『トバルNo.1』に『チョコボの不思議なダンジョン』にも…体験版だけじゃない!初代プレイステーション「同梱おまけディスク」の思い出の画像
『チョコボの不思議なダンジョン』©1997 SQUARE ENIX CO.,LTD. All Rights Reserved.(スクウェア・エニックス公式サイトより)

 1994年にソニー・コンピュータエンタテインメント(現:ソニー・インタラクティブエンタテインメント)より発売されたプレイステーション(PS)は、数々の名作タイトルを世に送り出したゲームハードだ。

 ゲームソフトはカートリッジからCDの時代へと移り変わったが、当時、ゲームのディスクとは別に、さまざまな追加コンテンツを楽しむことができる「おまけディスク」が同梱されているものも少なくはなかった。新たなゲームの体験版や、既存ゲームをより盛り上げる追加要素など、その内容も実に多岐にわたる。

 そこで初代プレイステーションの時代に、一風変わった仕掛けの数々でプレイヤーたちを楽しませた“同梱おまけディスク”の思い出を振り返っていこう。

■あの超有名RPG作品の体験版が…『トバルNo.1』

 数々の有名RPG作品を世に送り出したスクウェア(現:スクウェア・エニックス)が手がけたのが、3D対戦型格闘ゲームの『トバルNo.1』(1996年)だ。

 『バーチャファイター』や『鉄拳』シリーズなど有名格闘ゲームにかかわるスタッフが開発を担当、キャラクターデザインを人気漫画家の鳥山明さんが担当するなど、非常に豪華なキャストが集結した一作となっている。

 奥深い操作性、充実したゲームモードを備えているなど作品自体も非常にハイクオリティなのだが、当時話題を呼んだのが本作に同梱された「おまけディスク」の内容だった。

 『SQUARE’S PREVIEW』という名の同梱ディスクには、スクウェアが開発中であった作品のムービーや、体験版が搭載されていた。

 なかでも当時のプレイヤーたちを強く惹きつけたのが、翌年発売されることになる『ファイナルファンタジーVII』の体験版だろう。同社が手掛ける大人気RPGシリーズの7作目で、体験版では3Dポリゴンで表現されたオープニングムービーや壮大な音楽はもちろん、実際に最初のダンジョンである“壱番魔晄炉”をクリアするところまでを遊ぶことができ、次世代の『FF』が放つ魅力の数々を存分に体験することができる。
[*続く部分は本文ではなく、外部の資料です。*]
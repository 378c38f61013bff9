//! Command words understood by USB-Blaster style bridges.
//!
//! In bit-bang mode every byte sets the pins directly:
//!
//! | bit | pin  |
//! |-----|------|
//! | 0   | TCK  |
//! | 1   | TMS  |
//! | 2   | nCE  |
//! | 3   | nCS  |
//! | 4   | TDI  |
//! | 5   | LED  |
//! | 6   | read |
//!
//! A 16-bit clock pattern is two such bytes, little-endian: the low byte drives TCK low and the
//! high byte drives it high, so each pattern word is exactly one TCK rising edge.
//!
//! A byte with bit 7 set switches to byte-shift mode for the next `byte & 0x3f` bytes, which
//! are clocked out LSB first on TDI with TMS held low.  Bit 6 additionally samples TDO for each
//! shifted byte and queues it for reading.

/// TCK pulse with TMS and TDI low.
pub const L: u16 = 0x2d2c;
/// TCK pulse with TDI high.
pub const H: u16 = L | 0x1010;
/// TCK pulse with TMS high.
pub const TMS: u16 = L | 0x0202;
/// TCK pulse with both TMS and TDI high.
pub const TMS_H: u16 = TMS | H;
/// TCK pulse with TMS low and the activity LED off.  Parks the link.
pub const OFF: u16 = 0x0d0c;

/// Shift out the single byte that follows.
pub const WRITE: u8 = 0x81;
/// Shift in; or with the number of bytes to capture.
pub const READ: u8 = 0xc0;

/// Largest byte count a single read command can carry.  The D2XX driver hands back at most
/// this much per USB packet once the status bytes are stripped.
pub const READ_UNIT_SIZE: usize = 63;

const TMS_BIT: u16 = 0x0002;

/// The TMS level a clock pattern word presents on its rising edge.
pub fn tms_level(word: u16) -> bool {
    word & (TMS_BIT << 8) != 0
}

/// One `WRITE` command word carrying `data`, as used while in Shift-IR.
pub fn write_word(data: u8) -> u16 {
    WRITE as u16 | (data as u16) << 8
}

/// `WRITE`, byte pairs for every byte of `data`, as used while in Shift-DR.
pub fn write_bytes(data: &[u8]) -> alloc::vec::Vec<u8> {
    data.iter().flat_map(|x| [WRITE, *x]).collect()
}

/// A read command for `len` bytes followed by the `len` dummy bytes that clock them.
///
/// The dummy payload is the byte sequence of a `READ | len` word followed by idle patterns, so
/// a full 63 byte read is the word `READ | 63` and 31 `L` words.
pub fn read_command(len: usize) -> alloc::vec::Vec<u8> {
    assert!(len > 0 && len <= READ_UNIT_SIZE);

    let mut buf = alloc::vec![READ | len as u8, 0x00];
    buf.extend(L.to_le_bytes().iter().cycle().take(len - 1));
    buf
}
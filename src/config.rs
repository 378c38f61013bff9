//! Tunables for opening the bridge and for the virtual JTAG layer.
use core::time::Duration;

use crate::vjtag::{PrefetchTable, Target, TargetTable};

/// Parameters applied to the bridge chip when it is opened.
#[derive(Debug, Clone)]
pub struct LinkConfig {
    /// USB latency timer.  16 ms is the chip default; some bridges accept less.
    pub latency: Duration,
    /// FT245 application notes give 3 MB/s as the ceiling, about 1 MB/s is achieved in practice.
    pub baud_rate: Option<u32>,
    pub read_timeout: Duration,
    pub write_timeout: Duration,
    /// VID/PID pair registered with the driver before enumerating.  Needed for bridges that do
    /// not use FTDI's own IDs.
    pub vid_pid: Option<(u16, u16)>,
}

impl Default for LinkConfig {
    fn default() -> Self {
        Self {
            latency: Duration::from_millis(16),
            baud_rate: Some(3_000_000),
            read_timeout: Duration::from_secs(1),
            write_timeout: Duration::from_secs(1),
            vid_pid: Some((0x09fb, 0x6001)),
        }
    }
}

/// Parameters of the virtual JTAG register protocol.
#[derive(Debug, Clone)]
pub struct BridgeConfig {
    pub targets: TargetTable,
    pub prefetch: PrefetchTable,
    /// Bytes fetched per chunked read while streaming words out of a target.  A positive
    /// multiple of 4.
    pub read_unit_bytes: usize,
}

impl Default for BridgeConfig {
    fn default() -> Self {
        Self {
            targets: TargetTable::default(),
            prefetch: PrefetchTable::default(),
            read_unit_bytes: 32,
        }
    }
}

/// Builder for [LinkConfig] and [BridgeConfig]
///
/// # Example
///
/// ```
/// use core::time::Duration;
/// use vjtag_bridge::config::Builder;
/// use vjtag_bridge::vjtag::Target;
///
/// let (link, bridge) = Builder::new()
///     .latency(Duration::from_millis(2))
///     .prefetch(Target::FrameBuffer, 6)
///     .build();
/// assert_eq!(link.latency, Duration::from_millis(2));
/// assert_eq!(bridge.prefetch.depth(Target::FrameBuffer), 6);
/// ```
#[derive(Default)]
pub struct Builder {
    link: LinkConfig,
    bridge: BridgeConfig,
}

impl Builder {
    pub fn new() -> Builder {
        Builder::default()
    }

    pub fn latency(mut self, latency: Duration) -> Self {
        self.link.latency = latency;
        self
    }

    pub fn baud_rate(mut self, baud_rate: Option<u32>) -> Self {
        self.link.baud_rate = baud_rate;
        self
    }

    /// Set the read and write timeouts of the USB transfers
    pub fn timeouts(mut self, read: Duration, write: Duration) -> Self {
        self.link.read_timeout = read;
        self.link.write_timeout = write;
        self
    }

    pub fn vid_pid(mut self, vid_pid: Option<(u16, u16)>) -> Self {
        self.link.vid_pid = vid_pid;
        self
    }

    /// Use a different revision of the target selector table
    pub fn targets(mut self, targets: TargetTable) -> Self {
        self.bridge.targets = targets;
        self
    }

    /// Set the number of stale words `target` returns ahead of real data
    pub fn prefetch(mut self, target: Target, words: usize) -> Self {
        self.bridge.prefetch.set(target, words);
        self
    }

    /// Must be a positive multiple of 4; reads through a bridge with any other unit fail with
    /// `InvalidReadUnit`.
    pub fn read_unit_bytes(mut self, bytes: usize) -> Self {
        self.bridge.read_unit_bytes = bytes;
        self
    }

    pub fn build(self) -> (LinkConfig, BridgeConfig) {
        (self.link, self.bridge)
    }

    pub fn build_link(self) -> LinkConfig {
        self.link
    }

    pub fn build_bridge(self) -> BridgeConfig {
        self.bridge
    }
}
 さらにこの同梱ディスクでは、のちに発売される『ファイナルファンタジータクティクス』、『サガ フロンティア』といった名作タイトルのムービーの視聴もできた。スクウェアがこれから世に送り出そうとする“力作”の数々には、とにかく圧倒されてしまった。

 スクウェアというメーカーの怒涛の勢いを存分に感じることができる、“おまけ”としてはボリューム満点すぎる貴重な同梱ディスクであった。

■最強データの数々はまさに反則級?『チョコボの不思議なダンジョン』

 PS全盛期に数々の名作RPG作品を世に送り出したスクウェアにあって、1997年に発売された『チョコボの不思議なダンジョン』も、その高いクオリティで多くのファンを魅了した一作だ。

 ご存じ『FF』シリーズのマスコットキャラである「チョコボ」を主人公に、限られたアイテムのみを所持してダンジョンを攻略していく“ローグライクRPG”。その高い人気から、のちにシリーズ化もされている。

 そんな本作に同梱されていたのが、『不思議なデータディスク』という名の「おまけディスク」だった。『ゼノギアス』の体験版や、『パラサイト・イヴ』、『双界儀』といった、同社が手掛ける新作ムービーを楽しむことができる。

 しかもそれだけではない。この「おまけディスク」には、数々の名作タイトルで使うことができる特殊なセーブデータが同梱されていたのだ。

 『ファイナルファンタジーVII』や『サガ フロンティア』など有名作品のセーブデータをダウンロードできるのだが、そのどれもが反則級の「強化データ」となっていた。本来、ゲームをプレイする上ではまず味わうことのできない、凄まじい状態を体験できることに驚いた。

 キャラクターのレベルやステータスがカンストしているなんてことは当たり前。あらゆるアイテムをフルに所持していたり、隠しキャラがあらかじめ解放されていたりと、まさにやりたい放題……夢のようだった。

 この「強化データ」を使い、一度クリアした過去の名作をあらためてプレイしてみた、というプレイヤーも多かっただろう。